If a line in the data has the string "GenerateRequest", please show it.

** Opening EXERCISE INPUTS block **

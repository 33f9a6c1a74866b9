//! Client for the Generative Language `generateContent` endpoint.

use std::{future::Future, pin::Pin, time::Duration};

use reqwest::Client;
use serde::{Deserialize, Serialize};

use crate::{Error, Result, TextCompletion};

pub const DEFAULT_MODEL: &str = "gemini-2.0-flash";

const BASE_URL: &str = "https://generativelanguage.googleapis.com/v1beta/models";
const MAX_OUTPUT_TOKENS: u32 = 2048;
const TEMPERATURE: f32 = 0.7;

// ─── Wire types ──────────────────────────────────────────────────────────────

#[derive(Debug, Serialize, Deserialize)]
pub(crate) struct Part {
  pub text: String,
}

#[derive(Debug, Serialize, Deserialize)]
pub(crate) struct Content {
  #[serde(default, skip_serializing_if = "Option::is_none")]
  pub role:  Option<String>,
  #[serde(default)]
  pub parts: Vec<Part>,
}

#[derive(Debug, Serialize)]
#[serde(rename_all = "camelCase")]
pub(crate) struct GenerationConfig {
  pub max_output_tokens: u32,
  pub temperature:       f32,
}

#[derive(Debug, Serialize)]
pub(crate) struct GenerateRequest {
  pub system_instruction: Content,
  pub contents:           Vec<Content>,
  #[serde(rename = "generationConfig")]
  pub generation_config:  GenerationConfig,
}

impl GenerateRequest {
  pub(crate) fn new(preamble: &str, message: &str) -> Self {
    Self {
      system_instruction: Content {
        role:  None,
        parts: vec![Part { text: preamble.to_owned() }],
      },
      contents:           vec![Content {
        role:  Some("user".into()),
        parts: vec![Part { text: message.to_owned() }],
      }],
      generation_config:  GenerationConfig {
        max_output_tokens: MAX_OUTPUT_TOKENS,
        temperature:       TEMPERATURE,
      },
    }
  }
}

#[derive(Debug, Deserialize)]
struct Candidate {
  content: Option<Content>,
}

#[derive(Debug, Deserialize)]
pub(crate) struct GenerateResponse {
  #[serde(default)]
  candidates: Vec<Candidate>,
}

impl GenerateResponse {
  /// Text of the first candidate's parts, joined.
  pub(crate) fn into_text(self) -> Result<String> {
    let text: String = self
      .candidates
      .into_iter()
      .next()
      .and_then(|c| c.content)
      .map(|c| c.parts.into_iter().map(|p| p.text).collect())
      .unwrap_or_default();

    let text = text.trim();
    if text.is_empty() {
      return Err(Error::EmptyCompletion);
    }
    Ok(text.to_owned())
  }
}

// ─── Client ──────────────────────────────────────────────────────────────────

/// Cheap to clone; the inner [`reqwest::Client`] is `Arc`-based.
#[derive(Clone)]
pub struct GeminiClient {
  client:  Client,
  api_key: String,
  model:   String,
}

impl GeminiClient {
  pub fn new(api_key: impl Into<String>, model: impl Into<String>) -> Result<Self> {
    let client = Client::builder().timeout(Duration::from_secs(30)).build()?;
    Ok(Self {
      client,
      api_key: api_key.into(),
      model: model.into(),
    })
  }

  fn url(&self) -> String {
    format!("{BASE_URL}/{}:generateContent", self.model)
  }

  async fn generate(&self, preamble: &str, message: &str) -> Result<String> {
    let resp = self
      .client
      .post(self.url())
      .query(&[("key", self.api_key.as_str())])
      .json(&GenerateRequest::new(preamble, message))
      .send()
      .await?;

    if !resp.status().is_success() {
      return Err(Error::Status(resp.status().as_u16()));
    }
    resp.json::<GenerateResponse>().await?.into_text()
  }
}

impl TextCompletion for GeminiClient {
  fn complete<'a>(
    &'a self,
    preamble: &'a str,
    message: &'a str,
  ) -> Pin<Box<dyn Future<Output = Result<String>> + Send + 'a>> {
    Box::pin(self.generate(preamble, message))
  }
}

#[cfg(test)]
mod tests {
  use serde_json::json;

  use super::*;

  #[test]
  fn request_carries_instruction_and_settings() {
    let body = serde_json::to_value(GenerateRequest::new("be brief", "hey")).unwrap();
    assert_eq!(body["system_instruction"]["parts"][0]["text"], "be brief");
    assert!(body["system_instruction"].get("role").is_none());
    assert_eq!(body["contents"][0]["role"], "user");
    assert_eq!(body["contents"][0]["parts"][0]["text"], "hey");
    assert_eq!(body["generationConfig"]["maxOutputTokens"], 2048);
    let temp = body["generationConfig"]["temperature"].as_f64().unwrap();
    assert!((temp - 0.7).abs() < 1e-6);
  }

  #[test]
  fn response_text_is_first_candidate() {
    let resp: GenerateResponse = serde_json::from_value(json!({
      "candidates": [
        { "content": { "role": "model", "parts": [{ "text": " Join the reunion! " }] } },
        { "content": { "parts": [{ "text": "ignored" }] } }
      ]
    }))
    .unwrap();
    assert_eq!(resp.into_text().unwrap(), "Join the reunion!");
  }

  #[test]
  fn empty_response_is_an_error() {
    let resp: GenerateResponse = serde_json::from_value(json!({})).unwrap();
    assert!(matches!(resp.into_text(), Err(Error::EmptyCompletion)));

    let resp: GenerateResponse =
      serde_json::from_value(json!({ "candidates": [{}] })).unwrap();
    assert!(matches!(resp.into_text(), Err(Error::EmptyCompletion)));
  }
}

** Closing EXERCISE INPUTS block **
** Opening EXERCISE INPUTS block **

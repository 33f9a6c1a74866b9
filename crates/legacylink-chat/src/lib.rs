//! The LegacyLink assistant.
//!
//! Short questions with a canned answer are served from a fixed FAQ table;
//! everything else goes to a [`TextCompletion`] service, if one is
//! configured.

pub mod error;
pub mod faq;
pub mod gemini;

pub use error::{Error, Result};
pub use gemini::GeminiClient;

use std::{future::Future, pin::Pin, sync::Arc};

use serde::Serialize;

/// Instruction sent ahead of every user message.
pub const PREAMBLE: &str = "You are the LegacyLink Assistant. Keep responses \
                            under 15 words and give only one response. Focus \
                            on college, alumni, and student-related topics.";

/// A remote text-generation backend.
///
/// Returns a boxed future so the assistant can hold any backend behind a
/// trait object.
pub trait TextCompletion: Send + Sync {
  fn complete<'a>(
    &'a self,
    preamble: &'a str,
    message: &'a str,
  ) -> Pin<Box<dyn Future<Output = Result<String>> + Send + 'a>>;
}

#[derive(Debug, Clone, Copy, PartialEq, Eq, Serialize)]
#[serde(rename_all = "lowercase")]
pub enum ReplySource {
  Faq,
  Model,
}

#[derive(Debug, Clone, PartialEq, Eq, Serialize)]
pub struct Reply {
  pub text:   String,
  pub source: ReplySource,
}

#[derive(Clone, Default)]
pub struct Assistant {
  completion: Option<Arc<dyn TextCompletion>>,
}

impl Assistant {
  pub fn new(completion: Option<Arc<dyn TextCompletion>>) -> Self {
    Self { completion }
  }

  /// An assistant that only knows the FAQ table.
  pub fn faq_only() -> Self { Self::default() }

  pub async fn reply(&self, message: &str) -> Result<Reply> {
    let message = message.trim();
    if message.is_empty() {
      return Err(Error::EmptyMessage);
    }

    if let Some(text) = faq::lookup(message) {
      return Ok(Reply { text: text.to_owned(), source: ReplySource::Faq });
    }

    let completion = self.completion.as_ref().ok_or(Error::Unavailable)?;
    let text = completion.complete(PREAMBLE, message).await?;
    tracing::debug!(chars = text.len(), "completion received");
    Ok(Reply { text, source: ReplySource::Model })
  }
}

** Closing EXERCISE INPUTS block **
** Opening EXERCISE INPUTS block **

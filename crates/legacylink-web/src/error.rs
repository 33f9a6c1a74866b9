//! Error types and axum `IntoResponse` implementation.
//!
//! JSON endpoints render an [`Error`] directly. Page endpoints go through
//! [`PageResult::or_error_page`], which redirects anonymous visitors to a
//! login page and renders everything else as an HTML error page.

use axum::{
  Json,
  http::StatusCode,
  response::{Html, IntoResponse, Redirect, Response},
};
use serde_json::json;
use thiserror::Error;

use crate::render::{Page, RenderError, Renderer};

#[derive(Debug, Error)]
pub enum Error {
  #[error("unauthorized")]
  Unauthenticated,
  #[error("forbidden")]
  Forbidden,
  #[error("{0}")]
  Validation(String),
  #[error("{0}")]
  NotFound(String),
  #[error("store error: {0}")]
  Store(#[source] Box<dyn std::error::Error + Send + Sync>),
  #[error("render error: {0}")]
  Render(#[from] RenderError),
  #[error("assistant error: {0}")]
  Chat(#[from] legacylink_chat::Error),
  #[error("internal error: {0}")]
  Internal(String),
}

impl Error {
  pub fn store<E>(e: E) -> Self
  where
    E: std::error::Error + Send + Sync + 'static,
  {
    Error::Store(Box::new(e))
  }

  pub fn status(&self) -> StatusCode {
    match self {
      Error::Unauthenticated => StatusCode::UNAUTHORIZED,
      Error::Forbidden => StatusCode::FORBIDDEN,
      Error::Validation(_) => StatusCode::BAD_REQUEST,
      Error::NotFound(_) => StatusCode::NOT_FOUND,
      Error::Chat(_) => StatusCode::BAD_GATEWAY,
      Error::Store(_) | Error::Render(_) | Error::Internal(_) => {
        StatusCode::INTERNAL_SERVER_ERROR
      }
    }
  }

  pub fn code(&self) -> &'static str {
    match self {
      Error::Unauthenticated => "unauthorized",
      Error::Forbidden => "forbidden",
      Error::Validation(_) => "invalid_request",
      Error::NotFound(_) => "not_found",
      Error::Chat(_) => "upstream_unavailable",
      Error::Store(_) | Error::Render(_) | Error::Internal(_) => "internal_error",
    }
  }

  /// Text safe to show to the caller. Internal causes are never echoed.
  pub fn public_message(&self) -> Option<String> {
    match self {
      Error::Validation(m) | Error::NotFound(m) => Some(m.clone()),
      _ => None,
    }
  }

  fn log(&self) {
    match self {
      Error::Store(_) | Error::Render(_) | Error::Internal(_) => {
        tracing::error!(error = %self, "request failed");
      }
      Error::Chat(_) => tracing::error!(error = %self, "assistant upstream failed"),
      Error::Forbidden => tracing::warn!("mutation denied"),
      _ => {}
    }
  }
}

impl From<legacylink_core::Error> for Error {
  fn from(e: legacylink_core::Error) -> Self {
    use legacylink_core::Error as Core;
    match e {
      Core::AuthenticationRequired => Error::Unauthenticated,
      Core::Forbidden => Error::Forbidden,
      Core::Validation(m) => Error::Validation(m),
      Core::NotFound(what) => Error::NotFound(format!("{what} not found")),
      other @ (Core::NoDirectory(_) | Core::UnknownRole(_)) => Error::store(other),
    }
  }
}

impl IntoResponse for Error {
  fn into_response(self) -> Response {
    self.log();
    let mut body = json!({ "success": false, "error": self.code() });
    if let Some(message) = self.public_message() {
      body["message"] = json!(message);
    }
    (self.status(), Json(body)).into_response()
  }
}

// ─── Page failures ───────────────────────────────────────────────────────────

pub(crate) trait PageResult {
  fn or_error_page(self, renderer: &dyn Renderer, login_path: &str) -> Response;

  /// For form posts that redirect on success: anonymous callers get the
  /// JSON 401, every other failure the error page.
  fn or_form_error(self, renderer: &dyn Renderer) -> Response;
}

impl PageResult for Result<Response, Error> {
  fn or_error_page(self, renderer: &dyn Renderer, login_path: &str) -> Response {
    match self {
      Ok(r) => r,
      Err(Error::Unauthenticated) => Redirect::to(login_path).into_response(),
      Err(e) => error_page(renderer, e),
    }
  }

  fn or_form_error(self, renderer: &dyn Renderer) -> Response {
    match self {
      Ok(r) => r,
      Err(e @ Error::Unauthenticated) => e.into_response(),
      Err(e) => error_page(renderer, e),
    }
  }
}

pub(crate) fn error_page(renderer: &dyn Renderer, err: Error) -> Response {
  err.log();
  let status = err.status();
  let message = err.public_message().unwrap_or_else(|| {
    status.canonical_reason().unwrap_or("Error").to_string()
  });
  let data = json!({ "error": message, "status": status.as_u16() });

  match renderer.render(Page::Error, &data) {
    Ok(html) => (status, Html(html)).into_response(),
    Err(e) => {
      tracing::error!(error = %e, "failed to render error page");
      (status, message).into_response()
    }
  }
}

** Closing EXERCISE INPUTS block **

§ RESPONSE TO THIS TASK:
pub(crate) struct GenerateRequest {
impl GenerateRequest {
      .json(&GenerateRequest::new(preamble, message))
    let body = serde_json::to_value(GenerateRequest::new("be brief", "hey")).unwrap();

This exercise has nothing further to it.